Your assignment:
Below are the entries to work from; restate word for word the portion that opens with the line containing "stage holds a link" and closes with the line containing "Some(mut file) =>", keeping both.

Given data:
== Segment start ==
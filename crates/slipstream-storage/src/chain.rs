//! Write Chain
//!
//! A chain of byte-transforming stages at the end of which is a file:
//!
//! ```text
//! write ─▶ [stage 1] ─▶ [stage 2] ─▶ … ─▶ [file]
//!           newest                        terminal
//! ```
//!
//! Stages are added with [`WriteChain::prepend_writer`]: the factory receives
//! a [`Link`] to the current chain head and returns the new outermost stage.
//! Every stage is registered as a flusher and as a closer in prepend order,
//! so flush and close both run newest-outermost-first; a stage without its
//! own finalization inherits flush-as-close from the [`Stage`] trait default.
//!
//! Operations:
//! - `write`/`write_all` - route bytes through the whole chain to the file.
//! - `flush` - flush every stage's internal buffers (to the OS disk cache).
//! - `sync` - `flush`, then an OS-level file sync; both are attempted even if
//!   one fails and the errors are aggregated.
//! - `close` - close every stage, then a final sync, then close the file;
//!   all three phases run unconditionally, errors aggregated. A second close
//!   returns an error instead of double-releasing the file.

use std::io::{self, Write};
use std::sync::{Arc, Mutex};

use tracing::{debug, error};

use crate::error::{Error, MultiError, Result};

/// One stage in the chain. A stage owns a [`Link`] to the next stage and
/// transforms bytes on the way through.
///
/// `close` defaults to `flush`: a stage with internal buffers but no trailer
/// of its own still empties itself before the file is closed.
pub trait Stage: Write + Send {
    /// Stage name used in error and log messages.
    fn name(&self) -> &'static str;

    /// Flush internal buffers into the next writer.
    fn flush_stage(&mut self) -> io::Result<()> {
        Ok(())
    }

    /// Finalize the stage, writing any trailer into the next writer.
    fn close_stage(&mut self) -> io::Result<()> {
        self.flush_stage()
    }
}

/// The terminal file of a chain. `std::fs::File` is the production
/// implementation; tests substitute their own to observe written bytes and
/// inject sync/close failures.
pub trait ChainFile: Write + Send {
    fn sync_all(&mut self) -> io::Result<()>;

    fn close(&mut self) -> io::Result<()> {
        Ok(())
    }

    /// Raw file descriptor, when the file is backed by one.
    fn raw_fd(&self) -> Option<i32> {
        None
    }
}

impl ChainFile for std::fs::File {
    fn sync_all(&mut self) -> io::Result<()> {
        std::fs::File::sync_all(self)
    }

    fn raw_fd(&self) -> Option<i32> {
        #[cfg(unix)]
        {
            use std::os::unix::io::AsRawFd;
            Some(self.as_raw_fd())
        }
        #[cfg(not(unix))]
        {
            None
        }
    }
}

type SharedStage = Arc<Mutex<dyn Stage>>;

/// Cloneable writing handle to a point in the chain. Each stage holds a link
/// to the next stage; the chain holds a link to the head. Writes lock only
/// the linked stage, outermost to innermost, so flush/close can walk stages
/// one at a time without stalling the write path.
#[derive(Clone)]
pub struct Link {
    target: SharedStage,
}

impl Link {
    fn new(target: SharedStage) -> Self {
        Self { target }
    }
}

impl Write for Link {
    fn write(&mut self, buf: &[u8]) -> io::Result<usize> {
        self.target.lock().expect("chain stage lock poisoned").write(buf)
    }

    fn flush(&mut self) -> io::Result<()> {
        // Stage flushing is orchestrated by the chain, not by io::Write.
        Ok(())
    }
}

/// Terminal stage wrapping the file; closed at most once.
struct FileStage {
    file: Option<Box<dyn ChainFile>>,
}

impl FileStage {
    fn file_mut(&mut self) -> io::Result<&mut Box<dyn ChainFile>> {
        self.file
            .as_mut()
            .ok_or_else(|| io::Error::new(io::ErrorKind::BrokenPipe, "file is closed"))
    }

    fn sync(&mut self) -> io::Result<()> {
        self.file_mut()?.sync_all()
    }

    fn close(&mut self) -> io::Result<()> {
        match self.file.take() {
            Some(mut file) => file.close(),
            None => Ok(()),
        }
    }
}

impl Write for FileStage {
    fn write(&mut self, buf: &[u8]) -> io::Result<usize> {
        self.file_mut()?.write(buf)
    }

    fn flush(&mut self) -> io::Result<()> {
        Ok(())
    }
}

impl Stage for FileStage {
    fn name(&self) -> &'static str {
        "file"
    }
}

struct Registered {
    name: &'static str,
    stage: SharedStage,
}

pub struct WriteChain {
    head: Link,
    file: Arc<Mutex<FileStage>>,
    /// Stages in flush/close order: newest-outermost first.
    stages: Vec<Registered>,
    closed: Mutex<bool>,
}

impl WriteChain {
    pub fn new(file: Box<dyn ChainFile>) -> Self {
        let file = Arc::new(Mutex::new(FileStage { file: Some(file) }));
        let shared: SharedStage = file.clone();
        let head = Link::new(shared);
        Self {
            head,
            file,
            stages: Vec::new(),
            closed: Mutex::new(false),
        }
    }

    /// Wrap the current chain head with a new stage. The stage is registered
    /// as the newest flusher and closer.
    pub fn prepend_writer<S, F>(&mut self, factory: F) -> Result<()>
    where
        S: Stage + 'static,
        F: FnOnce(Link) -> Result<S>,
    {
        let stage = factory(self.head.clone())?;
        let name = stage.name();
        let stage: SharedStage = Arc::new(Mutex::new(stage));
        self.stages.insert(
            0,
            Registered {
                name,
                stage: stage.clone(),
            },
        );
        self.head = Link::new(stage);
        Ok(())
    }

    /// Write through the whole chain to the file.
    pub fn write(&self, buf: &[u8]) -> io::Result<usize> {
        self.head.clone().write(buf)
    }

    pub fn write_all(&self, buf: &[u8]) -> io::Result<()> {
        self.head.clone().write_all(buf)
    }

    /// Flush data from every stage's internal buffers, newest first.
    /// All stages are attempted; errors are aggregated.
    pub fn flush(&self) -> Result<()> {
        debug!("flushing writers");
        let mut errs = MultiError::new();

        for registered in &self.stages {
            let mut stage = registered.stage.lock().expect("chain stage lock poisoned");
            if let Err(source) = stage.flush_stage() {
                let err = Error::Stage {
                    op: "flush",
                    stage: registered.name.to_string(),
                    source,
                };
                error!("{err}");
                errs.push(err);
            }
        }

        errs.into_result()
    }

    /// Flush all stages and then sync the file to disk. Both steps are
    /// attempted even if one fails.
    pub fn sync(&self) -> Result<()> {
        debug!("syncing file");
        let mut errs = MultiError::new();

        errs.push_result(self.flush());
        errs.push_result(self.sync_file());

        errs.into_result()
    }

    /// Close every stage, then sync and close the file. All phases run
    /// unconditionally; errors are aggregated. The second call returns
    /// [`Error::ChainAlreadyClosed`].
    pub fn close(&self) -> Result<()> {
        let mut closed = self.closed.lock().expect("chain closed lock poisoned");
        if *closed {
            return Err(Error::ChainAlreadyClosed);
        }
        *closed = true;

        debug!("closing chain");
        let mut errs = MultiError::new();

        // Close all stages before the underlying file.
        for registered in &self.stages {
            let mut stage = registered.stage.lock().expect("chain stage lock poisoned");
            if let Err(source) = stage.close_stage() {
                let err = Error::Stage {
                    op: "close",
                    stage: registered.name.to_string(),
                    source,
                };
                error!("{err}");
                errs.push(err);
            }
        }

        // Force sync of in-memory data to disk.
        errs.push_result(self.sync_file());

        // Close the underlying file.
        {
            let mut file = self.file.lock().expect("chain file lock poisoned");
            if let Err(source) = file.close() {
                let err = Error::FileClose(source);
                error!("{err}");
                errs.push(err);
            }
        }

        debug!("chain closed");
        errs.into_result()
    }

    fn sync_file(&self) -> Result<()> {
        let mut file = self.file.lock().expect("chain file lock poisoned");
        file.sync().map_err(Error::FileSync)
    }
}


#[cfg(test)]
mod tests {
    use super::testing::TestFile;
    use super::*;
    use std::sync::atomic::Ordering;

    /// Prefixes every write so stage ordering is visible in the output.
    struct TagStage {
        tag: &'static str,
        inner: Link,
        flushed: bool,
        fail_flush: Option<&'static str>,
    }

    impl Write for TagStage {
        fn write(&mut self, buf: &[u8]) -> io::Result<usize> {
            self.inner.write_all(self.tag.as_bytes())?;
            self.inner.write_all(buf)?;
            Ok(buf.len())
        }

        fn flush(&mut self) -> io::Result<()> {
            Ok(())
        }
    }

    impl Stage for TagStage {
        fn name(&self) -> &'static str {
            "tag"
        }

        fn flush_stage(&mut self) -> io::Result<()> {
            if let Some(msg) = self.fail_flush {
                return Err(io::Error::other(msg));
            }
            self.flushed = true;
            Ok(())
        }
    }

    #[test]
    fn writes_flow_through_stages_to_file() {
        let (file, state) = TestFile::new();
        let mut chain = WriteChain::new(file);
        chain
            .prepend_writer(|inner| {
                Ok(TagStage {
                    tag: "b",
                    inner,
                    flushed: false,
                    fail_flush: None,
                })
            })
            .unwrap();
        chain
            .prepend_writer(|inner| {
                Ok(TagStage {
                    tag: "a",
                    inner,
                    flushed: false,
                    fail_flush: None,
                })
            })
            .unwrap();

        chain.write_all(b"x").unwrap();

        // Outermost stage ("a", added last) sees the bytes first.
        assert_eq!(state.written.lock().unwrap().as_slice(), b"bax");
    }

    #[test]
    fn sync_flushes_then_syncs_file() {
        let (file, state) = TestFile::new();
        let chain = WriteChain::new(file);
        chain.sync().unwrap();
        assert_eq!(state.syncs.load(Ordering::SeqCst), 1);
    }

    #[test]
    fn sync_aggregates_flush_and_file_errors() {
        let (file, state) = TestFile::new();
        *state.fail_sync.lock().unwrap() = Some("disk gone".to_string());

        let mut chain = WriteChain::new(file);
        chain
            .prepend_writer(|inner| {
                Ok(TagStage {
                    tag: "",
                    inner,
                    flushed: false,
                    fail_flush: Some("buffer stuck"),
                })
            })
            .unwrap();

        let err = chain.sync().unwrap_err();
        let msg = err.to_string();
        assert!(msg.contains("buffer stuck"), "{msg}");
        assert!(msg.contains("disk gone"), "{msg}");
    }

    #[test]
    fn close_runs_all_phases_and_aggregates_errors() {
        let (file, state) = TestFile::new();
        *state.fail_sync.lock().unwrap() = Some("sync failed".to_string());
        *state.fail_close.lock().unwrap() = Some("close failed".to_string());

        let mut chain = WriteChain::new(file);
        chain
            .prepend_writer(|inner| {
                Ok(TagStage {
                    tag: "",
                    inner,
                    flushed: false,
                    fail_flush: Some("flush failed"),
                })
            })
            .unwrap();

        let err = chain.close().unwrap_err();
        let msg = err.to_string();
        assert!(msg.contains("flush failed"), "{msg}");
        assert!(msg.contains("sync failed"), "{msg}");
        assert!(msg.contains("close failed"), "{msg}");
    }

    #[test]
    fn second_close_errors_instead_of_double_release() {
        let (file, _state) = TestFile::new();
        let chain = WriteChain::new(file);
        chain.close().unwrap();
        let err = chain.close().unwrap_err();
        assert!(matches!(err, Error::ChainAlreadyClosed));
    }

    #[test]
    fn write_after_close_fails() {
        let (file, _state) = TestFile::new();
        let chain = WriteChain::new(file);
        chain.close().unwrap();
        assert!(chain.write_all(b"x").is_err());
    }
}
== Segment end ==
Finished task:
/// Cloneable writing handle to a point in the chain. Each stage holds a link
/// to the next stage; the chain holds a link to the head. Writes lock only
/// the linked stage, outermost to innermost, so flush/close can walk stages
/// one at a time without stalling the write path.
#[derive(Clone)]
pub struct Link {
    target: SharedStage,
}

impl Link {
    fn new(target: SharedStage) -> Self {
        Self { target }
    }
}

impl Write for Link {
    fn write(&mut self, buf: &[u8]) -> io::Result<usize> {
        self.target.lock().expect("chain stage lock poisoned").write(buf)
    }

    fn flush(&mut self) -> io::Result<()> {
        // Stage flushing is orchestrated by the chain, not by io::Write.
        Ok(())
    }
}

/// Terminal stage wrapping the file; closed at most once.
struct FileStage {
    file: Option<Box<dyn ChainFile>>,
}

impl FileStage {
    fn file_mut(&mut self) -> io::Result<&mut Box<dyn ChainFile>> {
        self.file
            .as_mut()
            .ok_or_else(|| io::Error::new(io::ErrorKind::BrokenPipe, "file is closed"))
    }

    fn sync(&mut self) -> io::Result<()> {
        self.file_mut()?.sync_all()
    }

    fn close(&mut self) -> io::Result<()> {
        match self.file.take() {
            Some(mut file) => file.close(),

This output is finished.